One of the Department of Energy’s major contractors has sealed a cooperative agreement with a company offering a “drillhole” method for disposal of nuclear waste.
Under the memorandum of agreement announced Monday, Bechtel will offer project management, business, and other support to assist Deep Isolation in selling its technology to the Energy Department and other potential customers in the United States and abroad.
“Deep geologic disposal is the scientific consensus for permanently removing and disposing used nuclear fuel and high-level waste from their current locations around the country,” James Taylor, general manager for Bechtel’s Environmental business branch, said in a press release. “We have long-term expertise in design, engineering and licensing, as well as the boots-on-the-ground experience with the everyday challenges of cleaning up radioactive waste.”
Bechtel is building the Waste Treatment Plant to process a large portion of 56 million gallons of radioactive and chemical waste at the Hanford Site in Washington state.

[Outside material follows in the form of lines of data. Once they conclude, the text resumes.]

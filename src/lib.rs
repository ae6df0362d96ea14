//! Closed-loop drive control for a four-motor tank drive competition robot.
//!
//! Turns and straight-line drives run PID loops against the gyro heading and a
//! drive motor's encoder, auxiliary encoders are read from a co-processor over a
//! serial link, and driver control maps the sticks onto the motor pairs.

pub mod config;
pub mod control;
pub mod driver;
pub mod encoder;
pub mod error;
pub mod hardware;
pub mod runtime;
pub mod teleop;

pub use driver::RobotDriver;
pub use error::{DriveError, Result};
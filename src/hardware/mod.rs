// Hardware seams for the drive core
//
// Provides:
// - Narrow traits for drive motors, the heading sensor, the encoder serial link
//   and the driver controller
// - A serialport-backed encoder link
// - A simulated drive base for dry runs and tests

mod serial;
pub mod sim;

pub use serial::open_encoder_link;

use crate::error::Result;

/// A drive motor
pub trait Motor {
    /// Send a signed velocity/voltage command; the device saturates it to its own range
    fn set_output(&mut self, output: f64) -> Result<()>;

    /// Shaft position in revolutions
    fn position(&mut self) -> Result<f64>;
}

/// Heading source
pub trait Gyro {
    /// Current yaw in degrees
    fn yaw(&mut self) -> Result<f64>;

    /// Zero the yaw reference frame
    fn reset(&mut self) -> Result<()>;
}

/// Byte link to the encoder co-processor
pub trait SerialLink {
    /// Number of bytes that can be read without blocking
    fn bytes_available(&mut self) -> Result<usize>;

    /// Read up to `buf.len()` bytes, returning how many were read
    fn read_bytes(&mut self, buf: &mut [u8]) -> Result<usize>;
}

/// Analog stick axes
#[derive(Debug, Clone, Copy, PartialEq, Eq, Hash)]
pub enum Axis {
    LeftX,
    LeftY,
    RightX,
    RightY,
}

/// Digital controller buttons
#[derive(Debug, Clone, Copy, PartialEq, Eq, Hash)]
pub enum Button {
    A,
    B,
    X,
    Y,
    Up,
    Down,
    Left,
    Right,
    L1,
    L2,
    R1,
    R2,
}

/// Driver controller
pub trait ControllerInput {
    /// Signed stick reading, nominally -127..=127
    fn analog(&self, axis: Axis) -> i32;

    fn digital(&self, button: Button) -> bool;
}

/// The four motors of a tank drive base
#[derive(Debug)]
pub struct DriveMotors<M> {
    pub front_left: M,
    pub back_left: M,
    pub front_right: M,
    pub back_right: M,
}

impl<M: Motor> DriveMotors<M> {
    pub fn new(front_left: M, back_left: M, front_right: M, back_right: M) -> Self {
        Self {
            front_left,
            back_left,
            front_right,
            back_right,
        }
    }

    /// Same command to every motor
    pub fn set_all(&mut self, output: f64) -> Result<()> {
        self.set_sides(output, output)
    }

    /// Separate commands for the left and right pairs
    pub fn set_sides(&mut self, left: f64, right: f64) -> Result<()> {
        self.front_left.set_output(left)?;
        self.back_left.set_output(left)?;
        self.front_right.set_output(right)?;
        self.back_right.set_output(right)
    }
}
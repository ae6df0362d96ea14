// 50 Hz driver-control loop
// Each cycle: tank drive from the sticks, then the button actions. A quick turn
// started with A/Y overrides the stick output until it has covered its angle.

use std::time::Duration;
use tokio::time::interval;
use tracing::info;

use crate::config::{LOOP_HZ, OPCONTROL_DRIVE_INCHES};
use crate::driver::RobotDriver;
use crate::error::Result;
use crate::hardware::{Button, ControllerInput, Gyro, Motor, SerialLink};
use crate::teleop::{QuickTurn, TurnDirection};

#[derive(Debug, Default)]
pub struct OpControl {
    quick_turn: Option<QuickTurn>,
}

impl OpControl {
    pub fn new() -> Self {
        Self::default()
    }

    pub fn quick_turn(&self) -> Option<&QuickTurn> {
        self.quick_turn.as_ref()
    }

    /// Run one driver-control cycle
    pub async fn cycle<M, G, S, C>(&mut self, driver: &mut RobotDriver<M, G, S, C>) -> Result<()>
    where
        M: Motor,
        G: Gyro,
        S: SerialLink,
        C: ControllerInput,
    {
        driver.tank_drive()?;

        if self.quick_turn.is_none() {
            let controller = driver.controller();
            let direction = if controller.digital(Button::A) {
                Some(TurnDirection::Positive)
            } else if controller.digital(Button::Y) {
                Some(TurnDirection::Negative)
            } else {
                None
            };
            if let Some(direction) = direction {
                let start_yaw = driver.heading()?;
                info!("Quick turn {:?} from {:.1} degrees", direction, start_yaw);
                self.quick_turn = Some(QuickTurn::new(direction, start_yaw));
            }
        }

        if driver.controller().digital(Button::B) {
            driver.position_pid(OPCONTROL_DRIVE_INCHES).await?;
        }

        if let Some(turn) = self.quick_turn {
            let yaw = driver.heading()?;
            match turn.power(yaw) {
                Some(power) => driver.drive_all(power)?,
                None => {
                    info!("Quick turn complete at {:.1} degrees", yaw);
                    self.quick_turn = None;
                }
            }
        }

        Ok(())
    }
}

/// Run driver control until a hardware error occurs
pub async fn run<M, G, S, C>(driver: &mut RobotDriver<M, G, S, C>) -> Result<()>
where
    M: Motor,
    G: Gyro,
    S: SerialLink,
    C: ControllerInput,
{
    let mut opcontrol = OpControl::new();
    let mut tick = interval(Duration::from_millis(1000 / LOOP_HZ));

    info!("Driver control started: {}Hz loop", LOOP_HZ);

    loop {
        tick.tick().await;
        opcontrol.cycle(driver).await?;
    }
}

It is also part of the liquid waste management team at DOE’s Savannah River Site in South Carolina, which on April 1 received an 18-month contract extension worth about $750 million.
Deep Isolation was established in 2016 in Berkeley, Calif. It is marketing a “directional drilling” technology for disposal of spent nuclear fuel and other radioactive waste. Under that approach, 18-inch holes would be drilled thousands of feet into stable rock. The vertical holes would ease into a horizontal space where the material itself would be deposited.